In November 2012 the PLO secured a vote at the UN General Assembly, upgrading its previous status as an “entity” so that the UN now recognises the territories as “non-member observer state”. […]
But the UN vote has not created a state of Palestine (rather, it failed in its bid to join the UN as a full member state in 2011 because of a lack of support in the Security Council).
So, in day-to-day coverage of the Middle East you should not affix the name ‘Palestine’ to Gaza or the West Bank – rather, it is still an aspiration or an historical entity.” [emphasis added]
Nevertheless, throughout 2018 we saw increased cross-platform employment of the term ‘Palestine’ by BBC journalists and presenters as well as by contributors. Some of the examples we documented appear below. [emphasis in bold added]
Adrian Goldberg: “Whether or not people agree with it will be down to their personal view of the State of Israel and its occupation of Palestine.”
Stephen Sackur: “Is the resistance in Palestine now in the hands of ordinary people – young people particularly – not with veteran leaders like you?”
Mark Thomas (contributor): “Well what happened was I went to Palestine in 2009 and I walked the length of the Israeli wall in the West Bank.”
Thomas: “I look at it very, very simply that people confuse Israel and Palestine as a conflict and it’s not a conflict. It’s a military occupation.
Thomas: “What I want to do is confound people’s ideas of what refugees are and to make people challenge their own ideas about how their relationship is with places like Palestine, with people who are refugees…”

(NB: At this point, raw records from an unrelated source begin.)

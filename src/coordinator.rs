//! Coordinator role: pull-based block distribution
//!
//! Workers ask for work; whoever's ready-request is received first gets the
//! next block. Workers are never told how many blocks exist, only that the
//! source is exhausted, via their own DONE. After every worker has been
//! finalized the sink gets a single DONE telling it to flush and close.

use std::io::{BufRead, Seek};

use anyhow::Result;

use crate::chunker::Chunker;
use crate::protocol::{Tag, SINK};
use crate::transport::Endpoint;

/// Distribution loop. Runs until every worker has received its DONE.
///
/// Per-worker delivery is FIFO (BEGIN, DATA fragments in order, END); across
/// workers the order is whatever the wildcard receive happens to serve.
pub(crate) fn coordinator_thread<R: BufRead + Seek>(
    mut endpoint: Endpoint,
    mut chunker: Chunker<R>,
    worker_count: usize,
    fragment_size: usize,
) -> Result<()> {
    let mut pending = worker_count;

    while pending > 0 {
        let request = endpoint.rx.recv_any()?;
        let worker = request.from;

        match chunker.next_block()? {
            None => {
                endpoint.tx.send(worker, Tag::Done, Vec::new())?;
                pending -= 1;
            }
            Some(block) => {
                endpoint.tx.send(worker, Tag::Begin, Vec::new())?;
                for fragment in block.chunks(fragment_size) {
                    endpoint.tx.send(worker, Tag::Data, fragment.to_vec())?;
                }
                endpoint.tx.send(worker, Tag::End, Vec::new())?;
            }
        }
    }

    endpoint.tx.send(SINK, Tag::Done, Vec::new())?;
    Ok(())
}
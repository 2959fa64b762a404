//! Sink role: single-writer output consolidation
//!
//! The sink owns the output file exclusively. Worker output arrives as framed
//! sessions (BEGIN, DATA fragments, END); while one session is open, frames
//! from every other worker stay queued in the mailbox, so each session's
//! bytes land in the file contiguously and in arrival order. A frame from
//! the coordinator is the shutdown signal.

use std::io::Write;

use anyhow::{Context, Result};

use crate::protocol::{Tag, COORDINATOR};
use crate::transport::Endpoint;

/// Consolidation loop. Returns after the coordinator's DONE, with `out`
/// flushed.
///
/// A session is inferred from "first frame from a worker with no open
/// session"; the opening frame's tag and payload are not inspected. Within a
/// session only DATA payloads are written; any other tag is discarded.
pub(crate) fn sink_thread<W: Write>(mut endpoint: Endpoint, mut out: W) -> Result<()> {
    loop {
        let opening = endpoint.rx.recv_any()?;
        if opening.from == COORDINATOR {
            break;
        }

        let peer = opening.from;
        let mut tag = opening.tag;
        while tag != Tag::End {
            let frame = endpoint.rx.recv_from(peer)?;
            tag = frame.tag;
            if tag == Tag::Data {
                out.write_all(&frame.payload)
                    .context("write to output file")?;
            }
        }
    }

    out.flush().context("flush output file")?;
    Ok(())
}
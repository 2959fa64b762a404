// tests/common/mod.rs
// Shared test utilities for integration tests
#![allow(dead_code)]

use std::fs;
use std::path::{Path, PathBuf};
use std::process::Command;

use tempfile::TempDir;

/// Helper to run blastmux with the given arguments
pub fn run_blastmux(args: &[&str]) -> (String, String, i32) {
    // Use the built binary directly instead of cargo run to avoid compilation output
    let binary_path = if cfg!(debug_assertions) {
        "./target/debug/blastmux"
    } else {
        "./target/release/blastmux"
    };

    let output = Command::new(binary_path)
        .args(args)
        .output()
        .expect("Failed to start blastmux");

    (
        String::from_utf8_lossy(&output.stdout).to_string(),
        String::from_utf8_lossy(&output.stderr).to_string(),
        output.status.code().unwrap_or(-1),
    )
}

/// A query file plus an output path inside one temp directory.
pub struct Workspace {
    pub dir: TempDir,
    pub query: PathBuf,
    pub out: PathBuf,
}

impl Workspace {
    pub fn with_queries(content: &str) -> Self {
        let dir = TempDir::new().expect("Failed to create temp dir");
        let query = dir.path().join("queries.fa");
        let out = dir.path().join("results.txt");
        fs::write(&query, content).expect("Failed to write query file");
        Self { dir, query, out }
    }

    /// Run blastmux over this workspace with `tool` as the search command.
    pub fn run(&self, options: &[&str], tool: &[&str]) -> (String, String, i32) {
        let query = path_str(&self.query);
        let out = path_str(&self.out);
        let mut args: Vec<&str> = options.to_vec();
        args.extend_from_slice(tool);
        args.extend_from_slice(&["-query", &query, "-out", &out]);
        let owned: Vec<String> = args.iter().map(|s| s.to_string()).collect();
        let refs: Vec<&str> = owned.iter().map(String::as_str).collect();
        run_blastmux(&refs)
    }

    pub fn output(&self) -> String {
        fs::read_to_string(&self.out).expect("Failed to read output file")
    }
}

fn path_str(path: &Path) -> String {
    path.to_str().expect("temp path is not UTF-8").to_string()
}

/// One FASTA record of roughly `size` bytes including terminators, payload
/// wrapped at 60 columns.
pub fn fasta_record(id: usize, size: usize) -> String {
    let header = format!(">query_{}\n", id);
    let mut record = header;
    let mut remaining = size.saturating_sub(record.len());
    while remaining > 0 {
        let width = remaining.saturating_sub(1).min(60).max(1);
        for i in 0..width {
            record.push(b"acgt"[i % 4] as char);
        }
        record.push('\n');
        remaining = remaining.saturating_sub(width + 1);
    }
    record
}

/// Split concatenated FASTA text back into whole records.
pub fn split_records(text: &str) -> Vec<String> {
    let mut records: Vec<String> = Vec::new();
    for line in text.lines() {
        if line.starts_with('>') || records.is_empty() {
            records.push(String::new());
        }
        let current = records.last_mut().expect("at least one record");
        current.push_str(line);
        current.push('\n');
    }
    records
}
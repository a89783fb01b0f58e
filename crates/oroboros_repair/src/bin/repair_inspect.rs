//! # Repair Inspector
//!
//! Operator tool: loads (or seeds) the repair profile config and prints what
//! the repair bench, salvage bench and high-alchemy sink would do with an item.

use oroboros_repair::{
    ItemSnapshot, ProfileConfigStore, RarityTier, RepairEngine, SalvagePolicy, ValuationPolicy,
};

fn print_usage() {
    println!("Usage: repair_inspect <config_dir> <item_id> <current> <max> [--bench <tier>]");
    println!();
    println!("Options:");
    println!("  --bench <tier>  Salvage bench tier (1-3, default {})", SalvagePolicy::DEFAULT_BENCH_TIER);
}

fn main() {
    tracing_subscriber::fmt()
        .with_env_filter(
            tracing_subscriber::EnvFilter::from_default_env().add_directive(tracing::Level::INFO.into()),
        )
        .with_writer(std::io::stderr)
        .init();

    println!("╔══════════════════════════════════════════════════════════════════╗");
    println!("║         OROBOROS REPAIR INSPECTOR                                ║");
    println!("╚══════════════════════════════════════════════════════════════════╝");
    println!();

    let args: Vec<String> = std::env::args().collect();
    if args.len() < 5 {
        print_usage();
        return;
    }

    let config_dir = &args[1];
    let item_id = &args[2];
    let (Ok(current), Ok(max)) = (args[3].parse::<f64>(), args[4].parse::<f64>()) else {
        println!("Error: durability values must be numbers");
        print_usage();
        std::process::exit(2);
    };
    let bench_tier: i32 = args
        .iter()
        .position(|a| a == "--bench")
        .and_then(|i| args.get(i + 1))
        .and_then(|s| s.parse().ok())
        .unwrap_or(SalvagePolicy::DEFAULT_BENCH_TIER);

    let engine = RepairEngine::with_defaults().with_config_store(ProfileConfigStore::new(config_dir));
    let report = engine.reload_config();

    println!("┌─ CONFIG ─────────────────────────────────────────────────────────┐");
    if let Some(store) = engine.config_store() {
        println!("│ File:               {}", store.path().display());
    }
    println!("│ Definitions:        {}", report.loaded);
    println!("│ Active Rules:       {}", report.compiled);
    println!("└──────────────────────────────────────────────────────────────────┘");
    println!();

    let rarity = RarityTier::from_item_id(item_id);
    let profile = engine.resolver().resolve_id(item_id);
    let plan = engine.plan_repair(&ItemSnapshot::new(item_id.as_str(), current, max));

    println!("┌─ REPAIR ─────────────────────────────────────────────────────────┐");
    println!("│ Item:               {item_id}");
    println!("│ Rarity:             {rarity}");
    println!("│ Durability:         {current:.1} / {max:.1}");
    println!("│ Primary:            {}", profile.primary_material());
    println!("│ Secondary:          {}", profile.secondary_material());
    println!("│ Rare Gem:           {}", profile.rare_gem_material().unwrap_or("-"));
    if plan.is_repairable() {
        println!("│ Restores:           {}", plan.restore_amount());
        println!("│ Cost:               {}", plan.cost_summary());
        for cost in plan.material_costs() {
            println!("│  - {} x{}", cost.item_id(), cost.quantity());
        }
    } else {
        println!("│ Nothing to repair");
    }
    println!("└──────────────────────────────────────────────────────────────────┘");
    println!();

    let refunds = engine.estimate_salvage(item_id, Some(rarity), bench_tier);
    println!("┌─ SALVAGE (bench tier {bench_tier}) ───────────────────────────────────────┐");
    println!(
        "│ Return Ratio:       {:.0}%",
        SalvagePolicy::return_ratio(bench_tier) * 100.0
    );
    for refund in &refunds {
        println!("│  - {} x{}", refund.item_id(), refund.quantity());
    }
    println!("└──────────────────────────────────────────────────────────────────┘");
    println!();

    let coins = engine.estimate_high_alchemy(item_id, Some(rarity));
    println!(
        "✓ High alchemy: {item_id} ({}) -> {coins}x {}",
        rarity.name(),
        ValuationPolicy::COIN_ITEM_ID
    );
}
//! # Repair Planner
//!
//! Turns an item snapshot into a full-repair plan.
//!
//! ```text
//! ItemSnapshot ──> RarityTier::classify ──┐
//!              └─> ProfileResolver ───────┼──> RepairProfile::build_costs ──> RepairPlan
//!              └─> missing ratio ─────────┘
//! ```
//!
//! Full, empty or degenerate items (max ≤ 0, non-finite durability) produce a
//! zero-cost, non-repairable plan. Repairing a full item is always a free
//! no-op.

use std::sync::Arc;

use crate::material::{MaterialCost, MaterialLedger};
use crate::rarity::RarityTier;
use crate::resolver::ProfileResolver;

/// Read-only view of a damaged item, supplied by the inventory layer.
#[derive(Clone, Debug, PartialEq)]
pub struct ItemSnapshot {
    /// Item identifier, e.g. `Weapon_Sword_Iron_Rare`.
    pub item_id: String,
    /// Current durability.
    pub current_durability: f64,
    /// Maximum durability.
    pub max_durability: f64,
}

impl ItemSnapshot {
    /// Creates a snapshot.
    #[must_use]
    pub fn new(item_id: impl Into<String>, current_durability: f64, max_durability: f64) -> Self {
        Self {
            item_id: item_id.into(),
            current_durability,
            max_durability,
        }
    }

    /// True for an empty slot (blank identifier).
    #[must_use]
    pub fn is_empty(&self) -> bool {
        self.item_id.trim().is_empty()
    }

    /// Durability points missing, or `None` when there is nothing to repair.
    fn missing_durability(&self) -> Option<f64> {
        let (current, max) = (self.current_durability, self.max_durability);
        if self.is_empty() || !current.is_finite() || !max.is_finite() {
            return None;
        }
        if max <= 0.0 || current >= max {
            return None;
        }
        Some(max - current)
    }
}

/// Computed plan for restoring one item to full durability.
#[derive(Clone, Debug, PartialEq, Eq)]
pub struct RepairPlan {
    rarity: RarityTier,
    restore_amount: u32,
    material_costs: Vec<MaterialCost>,
}

impl RepairPlan {
    /// Creates a plan.
    #[must_use]
    pub fn new(rarity: RarityTier, restore_amount: u32, material_costs: Vec<MaterialCost>) -> Self {
        Self {
            rarity,
            restore_amount,
            material_costs,
        }
    }

    /// The zero-cost, non-repairable plan.
    #[must_use]
    pub fn nothing() -> Self {
        Self::new(RarityTier::Common, 0, Vec::new())
    }

    /// Rarity the costs were scaled by.
    #[must_use]
    pub const fn rarity(&self) -> RarityTier {
        self.rarity
    }

    /// Durability points restored by the repair.
    #[must_use]
    pub const fn restore_amount(&self) -> u32 {
        self.restore_amount
    }

    /// Materials consumed, in `[primary, secondary, gem?]` order.
    #[must_use]
    pub fn material_costs(&self) -> &[MaterialCost] {
        &self.material_costs
    }

    /// True if the repair restores something and costs something.
    #[must_use]
    pub fn is_repairable(&self) -> bool {
        self.restore_amount > 0 && !self.material_costs.is_empty()
    }

    /// First material in plan order the ledger cannot cover.
    #[must_use]
    pub fn first_missing_material<L: MaterialLedger + ?Sized>(&self, ledger: &L) -> Option<&MaterialCost> {
        self.material_costs
            .iter()
            .find(|cost| ledger.count_of(cost.item_id()) < cost.quantity())
    }

    /// True if the plan has costs and the ledger covers all of them.
    #[must_use]
    pub fn can_afford<L: MaterialLedger + ?Sized>(&self, ledger: &L) -> bool {
        !self.material_costs.is_empty() && self.first_missing_material(ledger).is_none()
    }

    /// Compact cost line for bench UIs, e.g. `x6 + x4 + x1`.
    #[must_use]
    pub fn cost_summary(&self) -> String {
        self.material_costs
            .iter()
            .map(|cost| format!("x{}", cost.quantity()))
            .collect::<Vec<_>>()
            .join(" + ")
    }
}

impl Default for RepairPlan {
    fn default() -> Self {
        Self::nothing()
    }
}

/// Plans full repairs against the shared resolver.
#[derive(Clone, Debug)]
pub struct RepairPlanner {
    resolver: Arc<ProfileResolver>,
}

impl RepairPlanner {
    /// Creates a planner bound to `resolver`.
    #[must_use]
    pub fn new(resolver: Arc<ProfileResolver>) -> Self {
        Self { resolver }
    }

    /// The resolver this planner reads.
    #[must_use]
    pub fn resolver(&self) -> &Arc<ProfileResolver> {
        &self.resolver
    }

    /// Plans restoring `item` to full durability.
    ///
    /// Pure function of the snapshot and the resolver's current rules.
    #[must_use]
    #[allow(clippy::cast_possible_truncation, clippy::cast_sign_loss)]
    pub fn plan_full_repair(&self, item: &ItemSnapshot) -> RepairPlan {
        let Some(missing) = item.missing_durability() else {
            return RepairPlan::nothing();
        };

        let rarity = RarityTier::from_item_id(&item.item_id);
        let profile = self.resolver.resolve_id(&item.item_id);

        let missing_ratio = missing / item.max_durability;
        let restore_amount = missing.ceil() as u32;

        RepairPlan::new(
            rarity,
            restore_amount,
            profile.build_costs(missing_ratio, Some(rarity)),
        )
    }
}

Robin Denselow: “Promoting culture in Palestine is absolutely crucial, he told me. It’s a form of resistance, protecting the national heritage. The minister, who enthused about the years he spent studying at Cardiff University, gave us a personal tour of an uncompleted but palatial new building on a Ramallah hilltop. Originally intended as a grand guest-house for visiting dignitaries, it’s to be Palestine’s new national library and cultural hub. […] He claimed that what is happening on the cultural front in Palestine is a miracle it’s exceptionally hard to achieve under occupation.”
Roisin McAuley: “International attention is once again focused on the Israel-Palestine conflict.”
Roisin McAuley: “You mentioned a youth bulge. There is a youth bulge in Palestine as well.”
Paul Henley: “Do you think he was disappointed that his vision for peace between Israel and Palestine was not achieved in his lifetime?”
Justin Webb: “Are you saying that you would not invest in other places where governments are, in your view, oppressing people or is it just in Palestine?”
That trend appears to be continuing:
“…will international signing be a bridge for them to meet in the middle and discuss the issue of Israel and Palestine?”
There is of course little point in having a style guide if journalists, presenters and producers – particularly it would seem at BBC Radio 4 – ignore its guidance. Obviously given that the style guide correctly states “there is no independent state of Palestine today”, there is no reason whatsoever for BBC journalists to be promoting the inaccurate impression that such a state exists.